Father Plays Best

They say that becoming a dad means your days of big trips and serious adventure are over. They are so wrong.

Early does it: Laird Hamilton introduces his daughter Reece, age one, to board sports (Pamela Hanson/Trunk Archive)
father plays best

You hear guys say it all the time: "I used to bike/ski/paddle/travel; then I had kids." The notion that becoming a father means giving up sports and adventure may sound reasonable—There's just not enough time!—but it actually removes the factor most likely to spur your children to grow into active, healthy adults: your example. A 2010 study by the nonprofit Outdoor Foundation found that 75 percent of kids aged 6 to 12 who participate in adventure sports are simply copying their parents. Which means your first act as an awesome outside dad is to walk out the front door. Then what? Follow these six steps.

Take Them With You

Because the extra pounds will make you stronger

father plays best
The Chariot: the most effective napping device on the planet. (Ben Moon)

You can start hiking with a baby almost right away. For running and biking, they need turbulence-ready neck muscles (that is, the ability to control their heads, with a helmet for biking), which generally develop around eight months to a year.

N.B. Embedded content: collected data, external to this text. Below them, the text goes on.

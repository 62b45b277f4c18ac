//! Prompt construction for the two pipeline stages.

use super::TestKind;
use crate::github::FileContent;
use crate::util::truncate_content;

/// Token ceiling for both pipeline calls.
pub(crate) const PIPELINE_MAX_TOKENS: u32 = 2000;

/// Per-file character cap inside a prompt. Large files keep their head and
/// tail so the model still sees imports and exports.
const MAX_FILE_CHARS: usize = 2000;

/// Render the selected files as a single prompt block, one `File:` header
/// per file, separated by `---` rules.
fn files_block(files: &[&FileContent]) -> String {
    files
        .iter()
        .map(|f| format!("File: {}\n{}", f.path, truncate_content(&f.content, MAX_FILE_CHARS)))
        .collect::<Vec<_>>()
        .join("\n\n---\n\n")
}

/// Stage-A prompt: ask for test case suggestions as a JSON array.
pub(crate) fn summary_prompt(files: &[&FileContent], framework: &str, kind: TestKind) -> String {
    format!(
        "Analyze the following code files and suggest test cases. Framework: {framework}, Type: {kind}\n\n\
         {}\n\n\
         Provide test case suggestions in JSON format: \
         [{{\"id\": \"unique-id\", \"description\": \"test description\", \"type\": \"{kind}\", \
         \"framework\": \"{framework}\", \"filePath\": \"file/path.ts\"}}]",
        files_block(files)
    )
}

/// Stage-B prompt: ask for the full test code for one chosen summary.
pub(crate) fn code_prompt(
    description: &str,
    files: &[&FileContent],
    framework: &str,
    kind: TestKind,
) -> String {
    format!(
        "Generate complete test code for: {description}\n\
         Framework: {framework}, Type: {kind}\n\n\
         Code files:\n{}\n\n\
         Provide only the test code, no explanations.",
        files_block(files)
    )
}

Hiking: For short outings with babies up to three years old, we prefer Ergobaby's Performance carrier ($135; ergobaby.com). It's ultralight and breathable, and you can wear your little monkey on the front or in back. For longer outings, we like Kelty's Pathfinder 3.0 ($280; kelty.com), with a sunshade, kickstand, enough cargo capacity for snacks and layers, and an adjustable torso length for easy switches between mom and dad.

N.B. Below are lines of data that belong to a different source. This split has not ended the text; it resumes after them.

//! Two-stage test generation pipeline
//!
//! Stage A (`summarize`) sends the selected files to the AI gateway and
//! parses a list of suggested test cases. Stage B (`generate`) turns one
//! chosen suggestion into full test code and normalizes it for display and
//! commit. `PipelineState` holds the settings and the accumulated results.

pub mod clean;
mod parse;
mod prompts;

pub use clean::clean_code_response;

use crate::ai::TextGenerator;
use crate::error::{Error, Result};
use crate::github::FileContent;
use serde::{Deserialize, Serialize};
use tracing::info;

// ════════════════════════════════════════════════════════════════════════
//  TYPES
// ════════════════════════════════════════════════════════════════════════

/// Category of test being suggested or generated.
#[derive(Debug, Clone, Copy, Default, PartialEq, Eq, Serialize, Deserialize)]
#[serde(rename_all = "lowercase")]
pub enum TestKind {
    #[default]
    Unit,
    Integration,
    E2e,
    Ui,
}

impl TestKind {
    pub fn as_str(&self) -> &'static str {
        match self {
            TestKind::Unit => "unit",
            TestKind::Integration => "integration",
            TestKind::E2e => "e2e",
            TestKind::Ui => "ui",
        }
    }
}

impl std::fmt::Display for TestKind {
    fn fmt(&self, f: &mut std::fmt::Formatter<'_>) -> std::fmt::Result {
        f.write_str(self.as_str())
    }
}

#[derive(Debug, Clone, Copy, PartialEq, Eq, Serialize, Deserialize)]
#[serde(rename_all = "lowercase")]
pub enum TestStatus {
    Suggested,
    Generated,
}

/// A stage-A suggestion: what to test, not yet how.
#[derive(Debug, Clone, PartialEq, Eq, Serialize, Deserialize)]
pub struct TestCaseSummary {
    pub id: String,
    pub description: String,
    pub kind: TestKind,
    pub framework: String,
    /// Repo-relative path of the file this suggestion targets, when the
    /// model named one.
    pub file_path: Option<String>,
}

/// A stage-B result: a summary plus its generated code.
#[derive(Debug, Clone, PartialEq, Eq, Serialize, Deserialize)]
pub struct TestCase {
    pub id: String,
    pub description: String,
    pub code: String,
    pub kind: TestKind,
    pub status: TestStatus,
    pub framework: String,
    pub file_path: Option<String>,
}

// ════════════════════════════════════════════════════════════════════════
//  STATE
// ════════════════════════════════════════════════════════════════════════

/// Pipeline settings and accumulated results.
#[derive(Debug)]
pub struct PipelineState {
    summaries: Vec<TestCaseSummary>,
    tests: Vec<TestCase>,
    framework: String,
    kind: TestKind,
    latest: Option<TestCase>,
}

impl Default for PipelineState {
    fn default() -> Self {
        Self {
            summaries: Vec::new(),
            tests: Vec::new(),
            framework: "jest".to_string(),
            kind: TestKind::Unit,
            latest: None,
        }
    }
}

impl PipelineState {
    pub fn new() -> Self {
        Self::default()
    }

    pub fn framework(&self) -> &str {
        &self.framework
    }

    pub fn set_framework(&mut self, framework: impl Into<String>) {
        self.framework = framework.into();
    }

    pub fn kind(&self) -> TestKind {
        self.kind
    }

    pub fn set_kind(&mut self, kind: TestKind) {
        self.kind = kind;
    }

    pub fn summaries(&self) -> &[TestCaseSummary] {
        &self.summaries
    }

    pub fn set_summaries(&mut self, summaries: Vec<TestCaseSummary>) {
        self.summaries = summaries;
    }

    pub fn tests(&self) -> &[TestCase] {
        &self.tests
    }

    /// The most recently generated test, independent of dedupe.
    pub fn latest(&self) -> Option<&TestCase> {
        self.latest.as_ref()
    }

    /// Record a generated test. Regenerating a summary keeps the first
    /// result in the list but still updates `latest`.
    pub fn record_test(&mut self, test: TestCase) {
        if !self.tests.iter().any(|t| t.id == test.id) {
            self.tests.push(test.clone());
        }
        self.latest = Some(test);
    }

    /// Drop all suggestions and generated tests. Framework and kind
    /// settings survive.
    pub fn clear(&mut self) {
        self.summaries.clear();
        self.tests.clear();
        self.latest = None;
    }
}

// ════════════════════════════════════════════════════════════════════════
//  STAGES
// ════════════════════════════════════════════════════════════════════════

/// Stage A: suggest test cases for the given files.
///
/// Binary files are excluded up front; if nothing textual remains the call
/// is rejected before any AI request is made. Summaries missing an id or
/// framework get deterministic fallbacks.
pub async fn summarize(
    generator: &dyn TextGenerator,
    files: &[FileContent],
    framework: &str,
    kind: TestKind,
) -> Result<Vec<TestCaseSummary>> {
    let textual: Vec<&FileContent> = files.iter().filter(|f| !f.binary).collect();
    if textual.is_empty() {
        return Err(Error::NoFilesSelected);
    }

    let prompt = prompts::summary_prompt(&textual, framework, kind);
    let reply = generator
        .generate_text(&prompt, prompts::PIPELINE_MAX_TOKENS)
        .await?;
    info!(model = %reply.model_used, files = textual.len(), "received test suggestions");

    let raw = parse::parse_summary_array(&reply.result)?;
    let millis = chrono::Utc::now().timestamp_millis();
    let summaries = raw
        .into_iter()
        .enumerate()
        .map(|(index, item)| TestCaseSummary {
            id: item
                .id
                .unwrap_or_else(|| format!("summary-{}-{}", millis, index)),
            description: item.description,
            kind: item.kind.unwrap_or(kind),
            framework: item.framework.unwrap_or_else(|| framework.to_string()),
            file_path: item.file_path,
        })
        .collect();
    Ok(summaries)
}

/// Stage B: generate full test code for one summary.
///
/// The summary's origin file must still be reachable, either among the
/// selected files or as the currently viewed file. The prompt then covers
/// the whole selection (or the viewed file when nothing is selected), same
/// as stage A.
pub async fn generate(
    generator: &dyn TextGenerator,
    summary: &TestCaseSummary,
    selected: &[FileContent],
    viewed: Option<&FileContent>,
    framework: &str,
    kind: TestKind,
) -> Result<TestCase> {
    let origin = selected
        .iter()
        .find(|f| Some(f.path.as_str()) == summary.file_path.as_deref())
        .or(viewed);
    if origin.is_none() {
        return Err(Error::OriginFileNotFound);
    }

    let context: Vec<&FileContent> = if selected.is_empty() {
        viewed.into_iter().collect()
    } else {
        selected.iter().collect()
    };

    let prompt = prompts::code_prompt(&summary.description, &context, framework, kind);
    let reply = generator
        .generate_text(&prompt, prompts::PIPELINE_MAX_TOKENS)
        .await?;
    info!(model = %reply.model_used, summary = %summary.id, "generated test code");

    Ok(TestCase {
        id: summary.id.clone(),
        description: summary.description.clone(),
        code: clean_code_response(&reply.result),
        kind: summary.kind,
        status: TestStatus::Generated,
        framework: summary.framework.clone(),
        file_path: summary.file_path.clone(),
    })
}

#[cfg(test)]
mod tests {
    use super::*;
    use crate::ai::GenerateReply;
    use async_trait::async_trait;

    struct CannedGenerator {
        reply: String,
    }

    #[async_trait]
    impl TextGenerator for CannedGenerator {
        async fn generate_text(&self, _prompt: &str, _max_tokens: u32) -> Result<GenerateReply> {
            Ok(GenerateReply {
                result: self.reply.clone(),
                model_used: "gpt-4.1".to_string(),
                tokens_used: Some(42),
            })
        }
    }

    fn file(path: &str, content: &str, binary: bool) -> FileContent {
        FileContent {
            name: path.rsplit('/').next().unwrap_or(path).to_string(),
            path: path.to_string(),
            content: content.to_string(),
            binary,
        }
    }

    fn summary(id: &str, file_path: Option<&str>) -> TestCaseSummary {
        TestCaseSummary {
            id: id.to_string(),
            description: "checks addition".to_string(),
            kind: TestKind::Unit,
            framework: "jest".to_string(),
            file_path: file_path.map(String::from),
        }
    }

    #[tokio::test]
    async fn test_summarize_rejects_empty_selection() {
        let generator = CannedGenerator {
            reply: "[]".to_string(),
        };
        let err = summarize(&generator, &[], "jest", TestKind::Unit)
            .await
            .unwrap_err();
        assert!(matches!(err, Error::NoFilesSelected));
    }

    #[tokio::test]
    async fn test_summarize_rejects_all_binary_selection() {
        let generator = CannedGenerator {
            reply: "[]".to_string(),
        };
        let files = vec![file("logo.png", "Binary file: logo.png (512 bytes)", true)];
        let err = summarize(&generator, &files, "jest", TestKind::Unit)
            .await
            .unwrap_err();
        assert!(matches!(err, Error::NoFilesSelected));
    }

    #[tokio::test]
    async fn test_summarize_fills_missing_ids_and_framework() {
        let generator = CannedGenerator {
            reply: r#"[{"description":"first"},{"description":"second","id":"given","framework":"mocha"}]"#
                .to_string(),
        };
        let files = vec![file("src/add.ts", "export const add = 1;", false)];
        let summaries = summarize(&generator, &files, "jest", TestKind::Integration)
            .await
            .unwrap();
        assert_eq!(summaries.len(), 2);
        assert!(summaries[0].id.starts_with("summary-"));
        assert!(summaries[0].id.ends_with("-0"));
        assert_eq!(summaries[0].framework, "jest");
        assert_eq!(summaries[0].kind, TestKind::Integration);
        assert_eq!(summaries[1].id, "given");
        assert_eq!(summaries[1].framework, "mocha");
    }

    #[tokio::test]
    async fn test_generate_requires_reachable_origin() {
        let generator = CannedGenerator {
            reply: "test('x', () => {});".to_string(),
        };
        let err = generate(
            &generator,
            &summary("s1", Some("src/gone.ts")),
            &[],
            None,
            "jest",
            TestKind::Unit,
        )
        .await
        .unwrap_err();
        assert!(matches!(err, Error::OriginFileNotFound));
    }

    #[tokio::test]
    async fn test_generate_falls_back_to_viewed_file() {
        let generator = CannedGenerator {
            reply: "```javascript\ntest('x', () => {});\n```".to_string(),
        };
        let viewed = file("src/add.ts", "export const add = 1;", false);
        let test = generate(
            &generator,
            &summary("s1", Some("src/other.ts")),
            &[],
            Some(&viewed),
            "jest",
            TestKind::Unit,
        )
        .await
        .unwrap();
        assert_eq!(test.code, "test('x', () => {});");
        assert_eq!(test.status, TestStatus::Generated);
        assert_eq!(test.id, "s1");
    }

    #[test]
    fn test_record_test_dedupes_by_id_but_tracks_latest() {
        let mut state = PipelineState::new();
        let first = TestCase {
            id: "t1".to_string(),
            description: "first".to_string(),
            code: "a();".to_string(),
            kind: TestKind::Unit,
            status: TestStatus::Generated,
            framework: "jest".to_string(),
            file_path: None,
        };
        let regenerated = TestCase {
            code: "b();".to_string(),
            ..first.clone()
        };
        state.record_test(first.clone());
        state.record_test(regenerated.clone());
        assert_eq!(state.tests().len(), 1);
        assert_eq!(state.tests()[0].code, "a();");
        assert_eq!(state.latest().unwrap().code, "b();");
    }

    #[test]
    fn test_clear_keeps_settings() {
        let mut state = PipelineState::new();
        state.set_framework("pytest");
        state.set_kind(TestKind::E2e);
        state.set_summaries(vec![summary("s1", None)]);
        state.clear();
        assert!(state.summaries().is_empty());
        assert!(state.tests().is_empty());
        assert!(state.latest().is_none());
        assert_eq!(state.framework(), "pytest");
        assert_eq!(state.kind(), TestKind::E2e);
    }
}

Running: BOB's Revolution SE ($449; bobgear.com) is the lightest and most versatile jogging stroller available. The suspension takes the jolt out of bumpy roads, it can fit infants as well as kids up to 70 pounds, it collapses down for easy transport, and with the optional weather shield ($55), it fends off wind and rain.

Biking: For shorter rolls with tots weighing less than 35 pounds, iBert's GF2 Safe-T-Seat ($110; ibertinc.com) sits right behind your handlebars, so your child gets a view of the road instead of your backside. For bigger kids and longer rolls, we like trailers. They're safer than bike seats because they're lower to the ground, they offer more protection (most have what is essentially a roll cage), and they're easier to maneuver. Burley's D'Lite 2013 trailer ($629; burley.com) has all the bells and whistles—sun shield, seats for two, sturdy shocks—and plenty of room for groceries.

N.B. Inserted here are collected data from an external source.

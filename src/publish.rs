//! Publish-as-pull-request sequencer
//!
//! Turns a generated test into an open pull request through a strict
//! sequence of gateway calls: default branch, head SHA, new branch, test
//! file commit, pull request. The sequence is not transactional. A failure
//! aborts immediately and prior steps are not undone, so an orphaned
//! branch or committed file can remain. Each failure is tagged with the
//! step that raised it.

use crate::error::{Error, Result};
use crate::github::SourceHost;
use crate::pipeline::TestCase;
use tracing::info;

// ============================================================================
// Steps
// ============================================================================

/// The remote steps of the publish sequence, in order. Computing the test
/// file path happens between branch creation and the commit but is local
/// and cannot fail.
#[derive(Debug, Clone, Copy, PartialEq, Eq)]
pub enum PublishStep {
    RepoInfo,
    BranchRef,
    CreateBranch,
    CommitFile,
    OpenPr,
}

impl PublishStep {
    pub fn describe(&self) -> &'static str {
        match self {
            PublishStep::RepoInfo => "Failed to get repo info",
            PublishStep::BranchRef => "Failed to get branch reference",
            PublishStep::CreateBranch => "Failed to create branch",
            PublishStep::CommitFile => "Failed to create test file",
            PublishStep::OpenPr => "Failed to create PR",
        }
    }
}

fn at_step(step: PublishStep) -> impl FnOnce(Error) -> Error {
    move |err| Error::SequenceStep {
        step,
        message: err.to_string(),
    }
}

// ============================================================================
// State
// ============================================================================

/// The sequencer is the only writer of pull request state.
#[derive(Debug, Default)]
pub struct PublishState {
    pr_url: Option<String>,
}

impl PublishState {
    pub fn new() -> Self {
        Self::default()
    }

    pub fn pr_url(&self) -> Option<&str> {
        self.pr_url.as_deref()
    }

    pub fn set_pr_url(&mut self, url: String) {
        self.pr_url = Some(url);
    }

    pub fn clear(&mut self) {
        self.pr_url = None;
    }
}

// ============================================================================
// Sequence
// ============================================================================

/// Run the full publish sequence and return the pull request URL.
pub async fn publish(
    host: &dyn SourceHost,
    token: &str,
    owner: &str,
    repo: &str,
    test: &TestCase,
) -> Result<String> {
    let default_branch = host
        .get_default_branch(token, owner, repo)
        .await
        .map_err(at_step(PublishStep::RepoInfo))?;

    let base_sha = host
        .get_branch_head_sha(token, owner, repo, &default_branch)
        .await
        .map_err(at_step(PublishStep::BranchRef))?;

    // The timestamp keeps branch names unique across publishes. A collision
    // fails the create call and is surfaced, not retried.
    let timestamp = chrono::Utc::now().timestamp_millis();
    let branch_name = format!("add-test-{}", timestamp);
    host.create_branch(token, owner, repo, &branch_name, &base_sha)
        .await
        .map_err(at_step(PublishStep::CreateBranch))?;

    let path = test_file_path(test.file_path.as_deref(), timestamp);
    let message = format!("Add test: {}", test.description);
    host.commit_file(token, owner, repo, &path, &test.code, &branch_name, &message)
        .await
        .map_err(at_step(PublishStep::CommitFile))?;

    let title = format!("Add {} test: {}", test.kind, test.description);
    let body = pr_body(test, &path);
    let url = host
        .open_pull_request(
            token,
            owner,
            repo,
            &branch_name,
            &default_branch,
            &title,
            &body,
        )
        .await
        .map_err(at_step(PublishStep::OpenPr))?;

    info!(%url, branch = %branch_name, "pull request opened");
    Ok(url)
}

/// Destination path for the test file, derived from the origin file's
/// name and extension. Tests without an origin path get a generic
/// timestamped spec under `tests/`.
pub fn test_file_path(origin: Option<&str>, timestamp: i64) -> String {
    let Some(origin) = origin else {
        return format!("tests/test-{}.spec.js", timestamp);
    };

    let file_name = origin.rsplit('/').next().unwrap_or(origin);
    let (stem, ext) = match file_name.rsplit_once('.') {
        Some((stem, ext)) => (stem, ext),
        None => (file_name, ""),
    };

    match ext {
        "js" | "jsx" => format!("tests/{}.test.js", stem),
        "ts" | "tsx" => format!("tests/{}.test.ts", stem),
        "py" => format!("tests/test_{}.py", stem),
        "java" => format!("src/test/java/{}Test.java", stem),
        _ => format!("tests/{}.test.{}", stem, ext),
    }
}

fn pr_body(test: &TestCase, test_path: &str) -> String {
    let origin_line = match &test.file_path {
        Some(path) => format!("**Original File:** {}\n", path),
        None => String::new(),
    };
    format!(
        "## Automated Test Case\n\n\
         **Description:** {}\n\n\
         **Test Type:** {}\n\
         **Framework:** {}\n\
         {}\n\
         ---\n\n\
         This test case was automatically generated. Please review the test logic and modify as needed before merging.\n\n\
         ### Generated Test File\n\
         `{}`",
        test.description, test.kind, test.framework, origin_line, test_path
    )
}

Multisport: The Transformer-like Chariot Sport Series Carriers (from $425; chariotcarriers.com) elegantly convert in minutes from bike trailers to jogging strollers to—get this—cross-country ski trailers (conversion kits from $75).

Think Outside the Sandbox

Swingsets and playhouses are fine—these DIY alternatives will put the other dads to shame.

father plays best
Hooked: Aaron Teasdale’s 11-year-old during a mountain-biking trip. (Aaron Teasdale)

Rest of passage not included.